Inspired throughout his teens by pulp magazine yarns about flying like an eagle, Eugene became part owner of an OX-5 Travel Air 2000 biplane shortly after getting married to Mary Lookout. (pulp magazine cover by Frank R. Paul, biplane picture posted on Wikipedia by RuthAS).

Early in life Eugene loved to read stories in pulp magazines about brave pilots like flying aces of the first world war, so shortly into his first marriage he became part owner of an OX-5 biplane, the most popular airplane at the time among air force student pilots, bush pilots, corporate executives… and barnstormers.

He quickly learned to fly the plane and got into barnstorming and performing aerial stunts at airshows with his partner, Jess Smith. Flying low over towns brought people swarming out of their homes to follow the plane as it barrel-rolled toward a field outside town and descended for a smooth landing. By the time the crowd arrived, the two partners were already offering a free ride to the first excited spectator to arrive. One of them took the lucky passenger up, over the town, and back to the field… while the other partner talked the crowd up and started collecting money. Rides were a dollar apiece.

Ormer Locklear, a pilot trainer, was the first wing-walker to do daring stunts. (Smithsonian)

Eugene and Jess often attended air shows in Kansas and Oklahoma, taking turns doing aerial stunts for the crowds below. Climbing out of the cockpit onto the lower wing for the first time, Eugene’s legs were shaking as he grabbed the struts with an iron grip. With wind buffeting his face, it was the scariest and most exhilarating moment of his life. As he got acclimated to wing-walking, he was soon standing on the top wing… king of the world!

.

Two revered couples: Eugene’s parents-in-law, Chief Fred and Julia Lookout, flank two good friends of their tribe: Frank and Jane Phillips, .

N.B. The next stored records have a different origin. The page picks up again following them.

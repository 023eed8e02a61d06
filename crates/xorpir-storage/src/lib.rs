mod aligned_buffer;
mod record_store;

pub use aligned_buffer::{AlignedBuffer, BufferError, BUFFER_ALIGN};
pub use record_store::{RecordStore, StoreError};
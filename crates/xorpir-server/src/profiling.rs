use std::collections::BTreeMap;
use std::time::{Duration, Instant};

use tracing::warn;

#[derive(Default)]
struct Event {
    started: Option<Instant>,
    samples: Vec<Duration>,
}

/// Named interval timer for benchmark stages.
///
/// `start` marks the beginning of an interval; every `accumulate` closes it,
/// records one sample and restarts the interval from that point.
#[derive(Default)]
pub struct Profiler {
    events: BTreeMap<String, Event>,
}

impl Profiler {
    pub fn new() -> Self {
        Self::default()
    }

    pub fn start(&mut self, name: &str) {
        self.events.entry(name.to_string()).or_default().started = Some(Instant::now());
    }

    pub fn accumulate(&mut self, name: &str) {
        let now = Instant::now();
        let Some(event) = self.events.get_mut(name) else {
            warn!(event = name, "accumulate without matching start");
            return;
        };
        let Some(started) = event.started else {
            warn!(event = name, "accumulate without matching start");
            return;
        };
        event.samples.push(now - started);
        event.started = Some(now);
    }

    /// Adds an externally measured sample.
    pub fn record(&mut self, name: &str, elapsed: Duration) {
        self.events
            .entry(name.to_string())
            .or_default()
            .samples
            .push(elapsed);
    }

    pub fn count(&self, name: &str) -> usize {
        self.samples_ms(name).len()
    }

    pub fn total_ms(&self, name: &str) -> f64 {
        self.samples_ms(name).iter().sum()
    }

    pub fn average_ms(&self, name: &str) -> f64 {
        let samples = self.samples_ms(name);
        if samples.is_empty() {
            return 0.0;
        }
        samples.iter().sum::<f64>() / samples.len() as f64
    }

    pub fn median_ms(&self, name: &str) -> f64 {
        let mut samples = self.samples_ms(name);
        if samples.is_empty() {
            return 0.0;
        }
        samples.sort_by(f64::total_cmp);
        let n = samples.len();
        if n % 2 == 1 {
            samples[n / 2]
        } else {
            (samples[n / 2 - 1] + samples[n / 2]) / 2.0
        }
    }

    /// Population standard deviation.
    pub fn stddev_ms(&self, name: &str) -> f64 {
        let samples = self.samples_ms(name);
        if samples.is_empty() {
            return 0.0;
        }
        let mean = self.average_ms(name);
        let variance =
            samples.iter().map(|x| (x - mean) * (x - mean)).sum::<f64>() / samples.len() as f64;
        variance.sqrt()
    }

    pub fn report(&self, use_median: bool, show_stddev: bool) -> String {
        let mut report = String::from("Profiling breakdown:\n");
        for name in self.events.keys() {
            if self.count(name) == 0 {
                continue;
            }
            let center = if use_median {
                self.median_ms(name)
            } else {
                self.average_ms(name)
            };
            report.push_str(&format!("  {}: {:.3}ms", name, center));
            if show_stddev {
                report.push_str(&format!(" ± {:.3}ms", self.stddev_ms(name)));
            }
            report.push('\n');
        }
        report
    }

    pub fn remove(&mut self, name: &str) {
        self.events.remove(name);
    }

    pub fn reset(&mut self) {
        self.events.clear();
    }

    fn samples_ms(&self, name: &str) -> Vec<f64> {
        self.events
            .get(name)
            .map(|event| {
                event
                    .samples
                    .iter()
                    .map(|d| d.as_secs_f64() * 1000.0)
                    .collect()
            })
            .unwrap_or_default()
    }
}

#[cfg(test)]
mod tests {
    use super::*;

    fn profiler_with(samples_ms: &[u64]) -> Profiler {
        let mut profiler = Profiler::new();
        for ms in samples_ms {
            profiler.record("stage", Duration::from_millis(*ms));
        }
        profiler
    }

    #[test]
    fn statistics_over_recorded_samples() {
        let profiler = profiler_with(&[2, 4, 4, 4, 5, 5, 7, 9]);
        assert_eq!(profiler.count("stage"), 8);
        assert!((profiler.total_ms("stage") - 40.0).abs() < 1e-9);
        assert!((profiler.average_ms("stage") - 5.0).abs() < 1e-9);
        assert!((profiler.median_ms("stage") - 4.5).abs() < 1e-9);
        assert!((profiler.stddev_ms("stage") - 2.0).abs() < 1e-9);
    }

    #[test]
    fn median_of_odd_count_is_middle_sample() {
        let profiler = profiler_with(&[9, 1, 3]);
        assert!((profiler.median_ms("stage") - 3.0).abs() < 1e-9);
    }

    #[test]
    fn unknown_event_reports_zero() {
        let profiler = Profiler::new();
        assert_eq!(profiler.average_ms("missing"), 0.0);
        assert_eq!(profiler.median_ms("missing"), 0.0);
        assert_eq!(profiler.stddev_ms("missing"), 0.0);
    }

    #[test]
    fn accumulate_without_start_is_ignored() {
        let mut profiler = Profiler::new();
        profiler.accumulate("never_started");
        assert_eq!(profiler.count("never_started"), 0);
    }

    #[test]
    fn accumulate_restarts_interval() {
        let mut profiler = Profiler::new();
        profiler.start("loop");
        profiler.accumulate("loop");
        profiler.accumulate("loop");
        assert_eq!(profiler.count("loop"), 2);
    }

    #[test]
    fn report_lists_events_and_reset_clears_them() {
        let mut profiler = profiler_with(&[1, 3]);
        let report = profiler.report(false, true);
        assert!(report.contains("stage: 2.000ms ± 1.000ms"));

        profiler.reset();
        assert_eq!(profiler.count("stage"), 0);
        assert_eq!(profiler.report(true, false), "Profiling breakdown:\n");
    }
}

Oilman Frank Phillips had been fair and supportive of the Osage people during the recent “reign of terror,” and the tribe gave him the names “Gray Eagle” and “Eagle Chief” as an honorary member. Phillips offered Eugene a job as “Standingbear, pilot of Gray Eagle.” He’d first have to go through training in multi-engine aircraft… but his mother-in-law Julia put her foot down. She felt the same way most people felt at the time… that you were nuts to fly. Eugene had a family to consider, and flying big planes was too dangerous.

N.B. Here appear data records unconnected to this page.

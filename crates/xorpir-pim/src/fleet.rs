//! Compute-unit sets, the dispatch protocol they speak, and the fleet that
//! owns them.

use rayon::prelude::*;
use tracing::{debug, info, trace};
use xorpir_core::{LayoutError, Record, ShardLayout, RECORD_SIZE_BYTES};
use xorpir_storage::{BufferError, RecordStore};

use crate::config::{KernelConfig, KernelConfigError};
use crate::kernel::{KernelError, UnitArgs};
use crate::unit::ComputeUnit;

/// Bulk memory of one simulated unit.
pub const DEFAULT_BULK_LIMIT_BYTES: usize = 64 * 1024 * 1024;

#[derive(Debug, Clone, PartialEq, Eq)]
pub enum DispatchError {
    Allocation { units: usize, reason: String },
    UnitCountMismatch { expected: usize, actual: usize },
    BulkCapacityExceeded { required: usize, limit: usize },
    InvalidArgs(KernelError),
    Transfer { unit: usize, source: BufferError },
    Execution { unit: usize, source: KernelError },
    OutputTooShort { unit: usize, expected: usize, actual: usize },
    /// Arguments describe a shard size other than the one loaded.
    ShardSizeMismatch { loaded: usize, requested: usize },
    /// A selection write would land inside the resident records.
    SelectionOverlapsShard { offset: usize, shard_size_bytes: usize },
}

impl std::fmt::Display for DispatchError {
    fn fmt(&self, f: &mut std::fmt::Formatter<'_>) -> std::fmt::Result {
        match self {
            DispatchError::Allocation { units, reason } => {
                write!(f, "failed to allocate {} compute units: {}", units, reason)
            }
            DispatchError::UnitCountMismatch { expected, actual } => {
                write!(f, "expected data for {} units, got {}", expected, actual)
            }
            DispatchError::BulkCapacityExceeded { required, limit } => {
                write!(
                    f,
                    "unit needs {} bytes of bulk memory, limit is {}",
                    required, limit
                )
            }
            DispatchError::InvalidArgs(err) => write!(f, "invalid dispatch arguments: {}", err),
            DispatchError::Transfer { unit, source } => {
                write!(f, "transfer to unit {} failed: {}", unit, source)
            }
            DispatchError::Execution { unit, source } => {
                write!(f, "unit {} fault: {}", unit, source)
            }
            DispatchError::OutputTooShort {
                unit,
                expected,
                actual,
            } => {
                write!(
                    f,
                    "unit {} produced {} outputs, expected {}",
                    unit, actual, expected
                )
            }
            DispatchError::ShardSizeMismatch { loaded, requested } => {
                write!(
                    f,
                    "dispatch expects {} shard bytes, units hold {}",
                    requested, loaded
                )
            }
            DispatchError::SelectionOverlapsShard {
                offset,
                shard_size_bytes,
            } => {
                write!(
                    f,
                    "selection write at offset {} overlaps the {} shard bytes",
                    offset, shard_size_bytes
                )
            }
        }
    }
}

impl std::error::Error for DispatchError {
    fn source(&self) -> Option<&(dyn std::error::Error + 'static)> {
        match self {
            DispatchError::InvalidArgs(err) => Some(err),
            DispatchError::Transfer { source, .. } => Some(source),
            DispatchError::Execution { source, .. } => Some(source),
            _ => None,
        }
    }
}

/// Host side of the compute-unit dispatch protocol.
///
/// One dispatch is `push_args`, `push_selection`, `execute`, `pull_output`,
/// applied to every unit of the set at once.
pub trait UnitSet: Send {
    fn unit_count(&self) -> usize;

    fn kernel_config(&self) -> &KernelConfig;

    /// One-off upload: unit `u` receives `shards[u]` at bulk offset 0, padded
    /// with zero records to `shard_size_bytes`, and reserves
    /// `selection_capacity_bytes` behind it.
    fn load_shards(
        &mut self,
        shards: &[&[Record]],
        shard_size_bytes: usize,
        selection_capacity_bytes: usize,
    ) -> Result<(), DispatchError>;

    /// Rejects arguments whose shard size differs from the loaded one.
    fn push_args(&mut self, args: UnitArgs) -> Result<(), DispatchError>;

    /// Writes `per_unit[u]` into unit `u`'s bulk memory at `offset`, which
    /// must lie past the loaded shard.
    fn push_selection(&mut self, offset: usize, per_unit: &[Vec<u8>]) -> Result<(), DispatchError>;

    fn execute(&mut self) -> Result<(), DispatchError>;

    /// First `item_count` outputs of every unit, indexed `[unit][item]`.
    fn pull_output(&mut self, item_count: usize) -> Result<Vec<Vec<Record>>, DispatchError>;
}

Eugene couldn’t argue… not just out of respect, but also because he had no say about family spending. By federal law, Osage wealth could not be controlled by non-Osage spouses of Osage tribal members; it could only be controlled by the Osage people themselves (or by their often brutal and murderous, government-appointed guardians… the main cause of the Reign of Terror mentioned earlier).

As a compromise, Eugene was allowed to get formal training on smaller, single-engine planes at nearby Garland School of Aeronautics. So every Monday he drove 60 short miles to Tulsa, spent the week there, and returned home to Pawhuska on the weekends. His flight instructor was Captain McLaughlin, 6’3 and scrappy.

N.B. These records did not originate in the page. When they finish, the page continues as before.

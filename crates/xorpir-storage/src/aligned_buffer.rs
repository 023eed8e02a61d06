use std::alloc::{alloc_zeroed, dealloc, Layout};
use std::ptr::NonNull;
use std::slice;

use xorpir_core::Record;

pub const BUFFER_ALIGN: usize = 64;

#[derive(Debug, Clone, PartialEq, Eq)]
pub enum BufferError {
    OutOfBounds { offset: usize, len: usize, capacity: usize },
    Misaligned { offset: usize, align: usize },
}

impl std::fmt::Display for BufferError {
    fn fmt(&self, f: &mut std::fmt::Formatter<'_>) -> std::fmt::Result {
        match self {
            BufferError::OutOfBounds {
                offset,
                len,
                capacity,
            } => {
                write!(
                    f,
                    "access of {} bytes at offset {} exceeds buffer of {} bytes",
                    len, offset, capacity
                )
            }
            BufferError::Misaligned { offset, align } => {
                write!(f, "offset {} is not aligned to {} bytes", offset, align)
            }
        }
    }
}

impl std::error::Error for BufferError {}

/// Zero-initialized, 64-byte aligned byte region.
///
/// Backs a compute unit's bulk memory: records at the front, selection bytes
/// behind them, all addressed by byte offset.
pub struct AlignedBuffer {
    ptr: NonNull<u8>,
    len: usize,
    layout: Layout,
}

impl AlignedBuffer {
    pub fn new(size_bytes: usize) -> Self {
        let layout =
            Layout::from_size_align(size_bytes.max(1), BUFFER_ALIGN).expect("invalid layout");

        let ptr = if size_bytes == 0 {
            NonNull::dangling()
        } else {
            let raw = unsafe { alloc_zeroed(layout) };
            NonNull::new(raw).unwrap_or_else(|| std::alloc::handle_alloc_error(layout))
        };

        Self {
            ptr,
            len: size_bytes,
            layout,
        }
    }

    pub fn len(&self) -> usize {
        self.len
    }

    pub fn is_empty(&self) -> bool {
        self.len == 0
    }

    pub fn as_slice(&self) -> &[u8] {
        if self.len == 0 {
            &[]
        } else {
            unsafe { slice::from_raw_parts(self.ptr.as_ptr(), self.len) }
        }
    }

    pub fn as_mut_slice(&mut self) -> &mut [u8] {
        if self.len == 0 {
            &mut []
        } else {
            unsafe { slice::from_raw_parts_mut(self.ptr.as_ptr(), self.len) }
        }
    }

    /// Bounds-checked view of `len` bytes at `offset`.
    pub fn region(&self, offset: usize, len: usize) -> Result<&[u8], BufferError> {
        self.check(offset, len)?;
        Ok(&self.as_slice()[offset..offset + len])
    }

    pub fn write_at(&mut self, offset: usize, data: &[u8]) -> Result<(), BufferError> {
        self.check(offset, data.len())?;
        self.as_mut_slice()[offset..offset + data.len()].copy_from_slice(data);
        Ok(())
    }

    /// Copies up to `out.len()` bytes starting at `offset`, returning how many
    /// were available.
    pub fn read_into(&self, offset: usize, out: &mut [u8]) -> usize {
        if offset >= self.len {
            return 0;
        }
        let n = out.len().min(self.len - offset);
        out[..n].copy_from_slice(&self.as_slice()[offset..offset + n]);
        n
    }

    /// The first `count` records, viewed in place.
    pub fn records(&self, offset: usize, count: usize) -> Result<&[Record], BufferError> {
        let align = std::mem::align_of::<Record>();
        if !offset.is_multiple_of(align) {
            return Err(BufferError::Misaligned { offset, align });
        }
        let bytes = self.region(offset, count * std::mem::size_of::<Record>())?;
        Ok(bytemuck::cast_slice(bytes))
    }

    pub fn zero(&mut self) {
        self.as_mut_slice().fill(0);
    }

    fn check(&self, offset: usize, len: usize) -> Result<(), BufferError> {
        match offset.checked_add(len) {
            Some(end) if end <= self.len => Ok(()),
            _ => Err(BufferError::OutOfBounds {
                offset,
                len,
                capacity: self.len,
            }),
        }
    }
}

impl Drop for AlignedBuffer {
    fn drop(&mut self) {
        if self.len != 0 {
            unsafe { dealloc(self.ptr.as_ptr(), self.layout) };
        }
    }
}

// SAFETY: AlignedBuffer owns its allocation exclusively; shared access only
// hands out immutable slices.
unsafe impl Send for AlignedBuffer {}
unsafe impl Sync for AlignedBuffer {}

The two men quickly developed a practical joke friendship. The captain would sneak into the barracks early mornings while all the students were sleeping and tip Eugene’s bed until “the Chief” tumbled to the floor. He’d jump to his feet and they’d scuffle.

Eugene quietly held a trump card, though. McLaughlin didn’t know that Eugene had arrived at the school with a year of flying experience as a barnstormer. No one at the school knew… except Eugene and the school superintendent. McLaughlin just thought Eugene was a quick learner.

When the day came for Eugene’s first solo flight, McLaughlin stood by the hangar with some last-minute advice. As the props sputtered to a roar, McLaughlin walked up to the cockpit and shouted, “Okay, Chief, take ‘er up, make a nice, easy turn, and bring ‘er in pretty!”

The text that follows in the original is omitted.